=== What the exercise asks ===
Every line in the following data that has "HttpProviderConfig" counts toward the total; state that total alone.

(Collected data entries)
------------------------------------------------------------------------
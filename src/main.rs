use std::path::PathBuf;
use std::sync::Arc;
use std::time::Duration;

use anyhow::Result;
use axum::http::HeaderValue;
use clap::{Parser, Subcommand};
use tower_http::cors::{Any, CorsLayer};
use tracing_subscriber::{layer::SubscriberExt, util::SubscriberInitExt};
use url::Url;

use battleboard::api::state::AppState;
use battleboard::api::{build_router, parse_player_list};
use battleboard::calculate::{aggregate, rank, StatsError};
use battleboard::config::AppConfig;
use battleboard::fetch::{HttpProviderConfig, HttpStatsProvider, StatsProvider};
use battleboard::models::{MetricKey, Mode, Period, Shard, SortDirection, StatsContext};

#[derive(Parser)]
#[command(name = "battleboard")]
#[command(about = "Battle-royale player stats tracker with multi-player comparison")]
#[command(version)]
struct Cli {
    /// Path to configuration file
    #[arg(long, default_value = "./config.toml")]
    config: String,

    /// Log level (trace, debug, info, warn, error); overrides the config file
    #[arg(long)]
    log_level: Option<String>,

    /// Output logs as JSON
    #[arg(long)]
    json_logs: bool,

    #[command(subcommand)]
    command: Commands,
}

#[derive(Subcommand)]
enum Commands {
    /// Start the API server
    Serve {
        /// Bind address (overrides the config file)
        #[arg(long)]
        host: Option<String>,

        /// Port number (overrides the config file)
        #[arg(long)]
        port: Option<u16>,
    },

    /// Fetch, compare and rank a set of players in the terminal
    Compare {
        /// Comma-separated player names (max 10)
        #[arg(long)]
        players: String,

        /// Time period: last7d, last30d, last90d
        #[arg(long, default_value = "last7d")]
        period: String,

        /// Game mode: solo, duo, squad
        #[arg(long, default_value = "squad")]
        mode: String,

        /// Platform shard: steam, xbox, psn, kakao, stadia
        #[arg(long, default_value = "steam")]
        shard: String,

        /// Metric to rank by
        #[arg(long, default_value = "kd_ratio")]
        sort_by: String,

        /// Sort direction: ascending or descending
        #[arg(long, default_value = "descending")]
        direction: String,
    },
}

#[tokio::main]
async fn main() -> Result<()> {
    let cli = Cli::parse();

    let config_path = PathBuf::from(&cli.config);
    let config = if config_path.exists() {
        AppConfig::from_file(&config_path)?
    } else {
        AppConfig::default()
    };

    // Initialize tracing: RUST_LOG wins, then --log-level, then the file.
    let filter = tracing_subscriber::EnvFilter::try_from_default_env().unwrap_or_else(|_| {
        tracing_subscriber::EnvFilter::new(
            cli.log_level.as_deref().unwrap_or(&config.log_level),
        )
    });

    if cli.json_logs {
        tracing_subscriber::registry()
            .with(filter)
            .with(tracing_subscriber::fmt::layer().json())
            .init();
    } else {
        tracing_subscriber::registry()
            .with(filter)
            .with(tracing_subscriber::fmt::layer())
            .init();
    }

    tracing::info!("Starting battleboard v{}", env!("CARGO_PKG_VERSION"));

    match cli.command {
        Commands::Serve { host, port } => {
            let provider = build_provider(&config)?;
            let state = AppState::new(provider, config.profile.clone());

            let app = build_router(state).layer(cors_layer(&config.server.cors_origin)?);

            let host = host.unwrap_or(config.server.host);
            let port = port.unwrap_or(config.server.port);
            let addr = format!("{host}:{port}");
            let listener = tokio::net::TcpListener::bind(&addr).await?;
            tracing::info!("Dashboard API: http://{addr}");
            axum::serve(listener, app).await?;
        }
        Commands::Compare {
            players,
            period,
            mode,
            shard,
            sort_by,
            direction,
        } => {
            let period: Period = period.parse().map_err(anyhow::Error::msg)?;
            let mode: Mode = mode.parse().map_err(anyhow::Error::msg)?;
            let shard: Shard = shard.parse().map_err(anyhow::Error::msg)?;
            let sort_by: MetricKey = sort_by.parse().map_err(anyhow::Error::msg)?;
            let direction: SortDirection = direction.parse().map_err(anyhow::Error::msg)?;
            let context = StatsContext::new(period, mode, shard);

            let list = parse_player_list(&players).map_err(anyhow::Error::msg)?;
            let provider = build_provider(&config)?;

            let mut entries = Vec::with_capacity(list.len());
            let mut failed: Vec<String> = Vec::new();
            for (player_id, display_name) in list {
                match provider.fetch_raw_stats(&player_id, &context).await {
                    Ok(raw) => entries.push((player_id, display_name, raw)),
                    Err(e) => {
                        tracing::error!("Failed to fetch stats for {player_id}: {e}");
                        failed.push(player_id.to_string());
                    }
                }
            }
            if !failed.is_empty() {
                anyhow::bail!(StatsError::Aggregation { players: failed });
            }

            let dataset = aggregate(context, &entries)?;
            let rows = rank(&dataset, sort_by, direction)?;

            println!("\n=== Player Comparison ({context}) ===\n");
            println!(
                "{:<20} {:>7} {:>7} {:>9} {:>9} {:>9} {:>8}",
                "Player", "Kills", "K/D", "Win Rate", "Damage", "Survival", "Matches"
            );
            for entry in &dataset.entries {
                let m = &entry.metrics;
                println!(
                    "{:<20} {:>7.2} {:>7.2} {:>8.1}% {:>9.0} {:>9.0} {:>8}",
                    entry.display_name,
                    m.kills,
                    m.kd_ratio,
                    m.win_rate * 100.0,
                    m.damage_dealt,
                    m.survival_time,
                    m.matches_played
                );
            }

            println!("\n=== Leaderboard ({sort_by}, {direction}) ===\n");
            for row in &rows {
                println!(
                    "  #{:<3} {:<20} {:>8.2}",
                    row.rank,
                    row.entry.display_name,
                    row.entry.metrics.metric(sort_by)
                );
            }
        }
    }

    Ok(())
}

/// Build the HTTP stats provider from configuration.
fn build_provider(config: &AppConfig) -> Result<Arc<dyn StatsProvider>> {
    let api_key = std::env::var(&config.upstream.api_key_env).unwrap_or_default();
    if api_key.is_empty() {
        tracing::warn!(
            "{} is not set; upstream requests will be rejected",
            config.upstream.api_key_env
        );
    }

    let provider = HttpStatsProvider::new(HttpProviderConfig {
        base_url: Url::parse(&config.upstream.base_url)?,
        api_key,
        timeout: Duration::from_secs(config.upstream.timeout_seconds),
        cache_dir: config.cache_dir.clone(),
        cache_ttl: Duration::from_secs(config.upstream.cache_ttl_seconds),
    })?;
    Ok(Arc::new(provider))
}

/// CORS layer for the configured origin.
fn cors_layer(origin: &str) -> Result<CorsLayer> {
    if origin == "*" {
        return Ok(CorsLayer::permissive());
    }
    let origin: HeaderValue = origin.parse()?;
    Ok(CorsLayer::new()
        .allow_origin(origin)
        .allow_methods(Any)
        .allow_headers(Any))
}
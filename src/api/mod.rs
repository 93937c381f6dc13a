//! REST API endpoints.
//!
//! Axum-based HTTP API for the comparison dashboard, the multi-metric
//! axes view, and the leaderboard. Everything the engine treats as a
//! caller obligation — player-count bounds, tag validation — happens
//! here at the boundary.

use axum::{
    http::StatusCode,
    response::{IntoResponse, Response},
    routing::get,
    Json, Router,
};
use serde::Serialize;
use thiserror::Error;
use tower_http::trace::TraceLayer;

use crate::calculate::StatsError;
use crate::models::PlayerId;

pub mod routes;
pub mod state;

use state::AppState;

/// Product cap on side-by-side comparison size.
pub const MAX_COMPARE_PLAYERS: usize = 10;

/// API error types.
#[derive(Debug, Error)]
pub enum ApiError {
    #[error("Not found: {0}")]
    NotFound(String),

    #[error("Bad request: {0}")]
    BadRequest(String),

    #[error("Upstream error: {0}")]
    Upstream(String),

    #[error("Internal error: {0}")]
    Internal(String),
}

/// Error response body.
#[derive(Debug, Serialize)]
pub struct ErrorResponse {
    pub error: ErrorDetail,
}

#[derive(Debug, Serialize)]
pub struct ErrorDetail {
    pub code: String,
    pub message: String,
}

impl IntoResponse for ApiError {
    fn into_response(self) -> Response {
        let (status, code) = match &self {
            ApiError::NotFound(_) => (StatusCode::NOT_FOUND, "NOT_FOUND"),
            ApiError::BadRequest(_) => (StatusCode::BAD_REQUEST, "BAD_REQUEST"),
            ApiError::Upstream(_) => (StatusCode::BAD_GATEWAY, "UPSTREAM_ERROR"),
            ApiError::Internal(_) => (StatusCode::INTERNAL_SERVER_ERROR, "INTERNAL_ERROR"),
        };

        let body = ErrorResponse {
            error: ErrorDetail {
                code: code.to_string(),
                message: self.to_string(),
            },
        };

        (status, Json(body)).into_response()
    }
}

impl From<StatsError> for ApiError {
    fn from(err: StatsError) -> Self {
        match err {
            // Contract violations by the caller.
            StatsError::InvalidInput | StatsError::InvalidMetric(_) => {
                ApiError::BadRequest(err.to_string())
            }
            // Blank identifiers are filtered at the boundary, so an
            // engine-level aggregation failure here is a server bug.
            StatsError::Aggregation { .. } => ApiError::Internal(err.to_string()),
        }
    }
}

/// Parse a comma-separated player list, enforcing the comparison cap.
///
/// Shared between the HTTP boundary and the CLI.
pub fn parse_player_list(raw: &str) -> Result<Vec<(PlayerId, String)>, String> {
    let players: Vec<(PlayerId, String)> = raw
        .split(',')
        .map(str::trim)
        .filter(|name| !name.is_empty())
        .map(|name| (PlayerId::from(name), name.to_string()))
        .collect();

    if players.is_empty() {
        return Err("at least one player is required".to_string());
    }
    if players.len() > MAX_COMPARE_PLAYERS {
        return Err(format!(
            "at most {MAX_COMPARE_PLAYERS} players can be compared"
        ));
    }
    Ok(players)
}

#[derive(Debug, Serialize)]
struct HealthResponse {
    status: &'static str,
    version: &'static str,
}

async fn health() -> Json<HealthResponse> {
    Json(HealthResponse {
        status: "ok",
        version: env!("CARGO_PKG_VERSION"),
    })
}

/// Build the API router. CORS is layered on by the binary so tests can
/// exercise the bare router.
pub fn build_router(state: AppState) -> Router {
    let api = Router::new()
        .route("/dashboard", get(routes::dashboard::dashboard_stats))
        .route("/compare/axes", get(routes::compare::comparison_axes))
        .route("/leaderboard", get(routes::leaderboard::leaderboard))
        .route("/health", get(health));

    Router::new()
        .nest("/api", api)
        .layer(TraceLayer::new_for_http())
        .with_state(state)
}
------------------------------------------------------------------------
=== Written response ===
2